- [Task instructions] Please copy the data shown below, word for word.

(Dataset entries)
-*-*-

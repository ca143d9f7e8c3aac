//! Pipeline error types

use thiserror::Error;

/// Errors that stop the pipeline from starting or finishing
#[derive(Error, Debug)]
pub enum PipelineError {
    #[error("Configuration error: {0}")]
    Config(#[from] config::ConfigError),

    #[error("Invalid log level: {0:?}")]
    LogLevel(String),

    #[error("Logging setup failed: {0}")]
    Logging(String),

    #[error("Failed to spawn thread: {0}")]
    Spawn(#[from] std::io::Error),

    #[error("{0} thread panicked")]
    ThreadPanicked(&'static str),
}
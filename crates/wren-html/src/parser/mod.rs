//! Fragment parser module: content parsing, attribute parsing and the void
//! element table.

/// Attribute parsing for open tags.
mod attributes;
/// The content parser and its stack of open elements.
pub mod core;
/// Void element classification.
pub mod void;

pub use self::core::FragmentParser;
pub use void::{VOID_ELEMENTS, is_void_element};
//! Indented, human-readable dump of a parsed fragment.

use std::fmt::{self, Write};

use wren_dom::Node;

/// Write `nodes` one per line, children indented two spaces below their
/// parent.
///
/// Text is written as a Rust string literal (`"a b\n"`), so whitespace and
/// control characters stay visible and distinct. Attributes are sorted by
/// name. Nodes are visited with a work-list, so any depth can be written.
///
/// # Errors
///
/// Propagates errors from `out`.
pub fn write_tree<W: Write>(out: &mut W, nodes: &[Node], indent: usize) -> fmt::Result {
    let mut pending: Vec<(&Node, usize)> = nodes.iter().rev().map(|node| (node, indent)).collect();
    while let Some((node, depth)) = pending.pop() {
        let prefix = "  ".repeat(depth);
        match node {
            Node::Element(data) => {
                if data.attrs.is_empty() {
                    writeln!(out, "{prefix}<{}>", data.tag_name)?;
                } else {
                    let mut attrs: Vec<String> = data
                        .attrs
                        .iter()
                        .map(|(k, v)| format!("{k}=\"{v}\""))
                        .collect();
                    attrs.sort();
                    writeln!(out, "{prefix}<{} {}>", data.tag_name, attrs.join(" "))?;
                }
                pending.extend(data.children.iter().rev().map(|child| (child, depth + 1)));
            }
            Node::Text(data) => writeln!(out, "{prefix}{data:?}")?,
            Node::Comment(data) => writeln!(out, "{prefix}<!--{data}-->")?,
        }
    }
    Ok(())
}

/// Render `nodes` with [`write_tree`] into a string.
#[must_use]
pub fn format_tree(nodes: &[Node]) -> String {
    let mut out = String::new();
    // Writing into a String cannot fail.
    let _ = write_tree(&mut out, nodes, 0);
    out
}

/// Print `nodes` to stdout with [`write_tree`].
pub fn print_tree(nodes: &[Node], indent: usize) {
    let mut out = String::new();
    let _ = write_tree(&mut out, nodes, indent);
    print!("{out}");
}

-*-*-

- [Reply to the task]
repository ca143d9f7e8c3aac
//! Pipeline error types

use thiserror::Error;

/// Errors that stop the pipeline from starting or finishing
#[derive(Error, Debug)]
pub enum PipelineError {
    #[error("Configuration error: {0}")]
    Config(#[from] config::ConfigError),

    #[error("Invalid log level: {0:?}")]
    LogLevel(String),

    #[error("Logging setup failed: {0}")]
    Logging(String),

    #[error("Failed to spawn thread: {0}")]
    Spawn(#[from] std::io::Error),

    #[error("{0} thread panicked")]
    ThreadPanicked(&'static str),
}
filename crates/wren-html/src/parser/mod.rs
//! Fragment parser module: content parsing, attribute parsing and the void
//! element table.

/// Attribute parsing for open tags.
mod attributes;
/// The content parser and its stack of open elements.
pub mod core;
/// Void element classification.
pub mod void;

pub use self::core::FragmentParser;
pub use void::{VOID_ELEMENTS, is_void_element};
//! Indented, human-readable dump of a parsed fragment.

use std::fmt::{self, Write};

use wren_dom::Node;

/// Write `nodes` one per line, children indented two spaces below their
/// parent.
///
/// Text is written as a Rust string literal (`"a b\n"`), so whitespace and
/// control characters stay visible and distinct. Attributes are sorted by
/// name. Nodes are visited with a work-list, so any depth can be written.
///
/// # Errors
///
/// Propagates errors from `out`.
pub fn write_tree<W: Write>(out: &mut W, nodes: &[Node], indent: usize) -> fmt::Result {
    let mut pending: Vec<(&Node, usize)> = nodes.iter().rev().map(|node| (node, indent)).collect();
    while let Some((node, depth)) = pending.pop() {
        let prefix = "  ".repeat(depth);
        match node {
            Node::Element(data) => {
                if data.attrs.is_empty() {
                    writeln!(out, "{prefix}<{}>", data.tag_name)?;
                } else {
                    let mut attrs: Vec<String> = data
                        .attrs
                        .iter()
                        .map(|(k, v)| format!("{k}=\"{v}\""))
                        .collect();
                    attrs.sort();
                    writeln!(out, "{prefix}<{} {}>", data.tag_name, attrs.join(" "))?;
                }
                pending.extend(data.children.iter().rev().map(|child| (child, depth + 1)));
            }
            Node::Text(data) => writeln!(out, "{prefix}{data:?}")?,
            Node::Comment(data) => writeln!(out, "{prefix}<!--{data}-->")?,
        }
    }
    Ok(())
}

/// Render `nodes` with [`write_tree`] into a string.
#[must_use]
pub fn format_tree(nodes: &[Node]) -> String {
    let mut out = String::new();
    // Writing into a String cannot fail.
    let _ = write_tree(&mut out, nodes, 0);
    out
}

/// Print `nodes` to stdout with [`write_tree`].
pub fn print_tree(nodes: &[Node], indent: usize) {
    let mut out = String::new();
    let _ = write_tree(&mut out, nodes, indent);
    print!("{out}");
}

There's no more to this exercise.